== PROBLEM STATEMENT ==
Print out each entry below exactly, please.

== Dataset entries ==
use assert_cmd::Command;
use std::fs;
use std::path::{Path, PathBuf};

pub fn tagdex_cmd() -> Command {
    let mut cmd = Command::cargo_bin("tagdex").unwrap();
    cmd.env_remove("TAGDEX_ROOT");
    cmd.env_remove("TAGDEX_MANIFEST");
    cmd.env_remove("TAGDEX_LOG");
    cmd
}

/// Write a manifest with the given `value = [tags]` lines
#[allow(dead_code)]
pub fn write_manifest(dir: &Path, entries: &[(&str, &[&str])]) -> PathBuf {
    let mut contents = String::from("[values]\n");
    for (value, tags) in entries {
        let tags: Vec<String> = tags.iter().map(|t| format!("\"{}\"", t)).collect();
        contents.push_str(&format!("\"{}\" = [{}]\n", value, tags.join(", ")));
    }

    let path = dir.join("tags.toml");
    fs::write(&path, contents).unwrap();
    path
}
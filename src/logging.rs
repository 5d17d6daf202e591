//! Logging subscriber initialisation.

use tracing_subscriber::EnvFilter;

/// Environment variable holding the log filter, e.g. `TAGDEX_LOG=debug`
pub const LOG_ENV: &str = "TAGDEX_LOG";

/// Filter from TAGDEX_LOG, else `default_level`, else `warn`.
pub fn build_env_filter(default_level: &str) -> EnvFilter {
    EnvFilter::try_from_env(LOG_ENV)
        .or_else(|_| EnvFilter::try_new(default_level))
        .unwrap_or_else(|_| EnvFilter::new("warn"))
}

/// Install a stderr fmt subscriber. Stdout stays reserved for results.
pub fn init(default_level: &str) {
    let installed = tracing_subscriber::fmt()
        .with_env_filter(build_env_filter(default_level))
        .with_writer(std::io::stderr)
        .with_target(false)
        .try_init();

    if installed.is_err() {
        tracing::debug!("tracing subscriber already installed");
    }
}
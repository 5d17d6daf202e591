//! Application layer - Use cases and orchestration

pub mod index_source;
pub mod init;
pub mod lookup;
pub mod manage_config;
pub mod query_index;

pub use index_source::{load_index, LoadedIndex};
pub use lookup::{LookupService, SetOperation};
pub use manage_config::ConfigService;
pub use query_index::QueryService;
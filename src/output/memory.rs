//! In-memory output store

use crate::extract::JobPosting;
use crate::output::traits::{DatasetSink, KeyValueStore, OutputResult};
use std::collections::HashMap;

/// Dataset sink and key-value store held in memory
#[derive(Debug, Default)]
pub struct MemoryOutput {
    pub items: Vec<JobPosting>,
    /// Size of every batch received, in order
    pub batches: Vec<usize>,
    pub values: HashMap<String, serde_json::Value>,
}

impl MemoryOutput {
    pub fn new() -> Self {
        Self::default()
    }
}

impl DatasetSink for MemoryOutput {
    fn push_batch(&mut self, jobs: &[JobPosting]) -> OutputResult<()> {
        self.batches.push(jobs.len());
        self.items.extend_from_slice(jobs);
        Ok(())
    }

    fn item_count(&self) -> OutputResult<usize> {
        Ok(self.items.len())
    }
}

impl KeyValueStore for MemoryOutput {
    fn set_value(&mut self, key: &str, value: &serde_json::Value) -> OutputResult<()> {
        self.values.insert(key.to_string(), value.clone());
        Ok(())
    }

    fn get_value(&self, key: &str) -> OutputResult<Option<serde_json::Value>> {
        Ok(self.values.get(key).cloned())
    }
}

== ANSWER TO THE PROBLEM ==
use assert_cmd::Command;
use std::fs;
use std::path::{Path, PathBuf};

pub fn tagdex_cmd() -> Command {
    let mut cmd = Command::cargo_bin("tagdex").unwrap();
    cmd.env_remove("TAGDEX_ROOT");
    cmd.env_remove("TAGDEX_MANIFEST");
    cmd.env_remove("TAGDEX_LOG");
    cmd
}

/// Write a manifest with the given `value = [tags]` lines
#[allow(dead_code)]
pub fn write_manifest(dir: &Path, entries: &[(&str, &[&str])]) -> PathBuf {
    let mut contents = String::from("[values]\n");
    for (value, tags) in entries {
        let tags: Vec<String> = tags.iter().map(|t| format!("\"{}\"", t)).collect();
        contents.push_str(&format!("\"{}\" = [{}]\n", value, tags.join(", ")));
    }

    let path = dir.join("tags.toml");
    fs::write(&path, contents).unwrap();
    path
}
filename src/logging.rs
repository 5d17d6daf202e591
//! Logging subscriber initialisation.

use tracing_subscriber::EnvFilter;

/// Environment variable holding the log filter, e.g. `TAGDEX_LOG=debug`
pub const LOG_ENV: &str = "TAGDEX_LOG";

/// Filter from TAGDEX_LOG, else `default_level`, else `warn`.
pub fn build_env_filter(default_level: &str) -> EnvFilter {
    EnvFilter::try_from_env(LOG_ENV)
        .or_else(|_| EnvFilter::try_new(default_level))
        .unwrap_or_else(|_| EnvFilter::new("warn"))
}

/// Install a stderr fmt subscriber. Stdout stays reserved for results.
pub fn init(default_level: &str) {
    let installed = tracing_subscriber::fmt()
        .with_env_filter(build_env_filter(default_level))
        .with_writer(std::io::stderr)
        .with_target(false)
        .try_init();

    if installed.is_err() {
        tracing::debug!("tracing subscriber already installed");
    }
}
repository 5d17d6daf202e591
//! Application layer - Use cases and orchestration

pub mod index_source;
pub mod init;
pub mod lookup;
pub mod manage_config;
pub mod query_index;

pub use index_source::{load_index, LoadedIndex};
pub use lookup::{LookupService, SetOperation};
pub use manage_config::ConfigService;
pub use query_index::QueryService;
filename src/output/memory.rs
//! In-memory output store

use crate::extract::JobPosting;
use crate::output::traits::{DatasetSink, KeyValueStore, OutputResult};
use std::collections::HashMap;

/// Dataset sink and key-value store held in memory
#[derive(Debug, Default)]
pub struct MemoryOutput {
    pub items: Vec<JobPosting>,
    /// Size of every batch received, in order
    pub batches: Vec<usize>,
    pub values: HashMap<String, serde_json::Value>,
}

impl MemoryOutput {
    pub fn new() -> Self {
        Self::default()
    }
}

impl DatasetSink for MemoryOutput {
    fn push_batch(&mut self, jobs: &[JobPosting]) -> OutputResult<()> {
        self.batches.push(jobs.len());
        self.items.extend_from_slice(jobs);
        Ok(())
    }

    fn item_count(&self) -> OutputResult<usize> {
        Ok(self.items.len())
    }
}

impl KeyValueStore for MemoryOutput {
    fn set_value(&mut self, key: &str, value: &serde_json::Value) -> OutputResult<()> {
        self.values.insert(key.to_string(), value.clone());
        Ok(())
    }

    fn get_value(&self, key: &str) -> OutputResult<Option<serde_json::Value>> {
        Ok(self.values.get(key).cloned())
    }
}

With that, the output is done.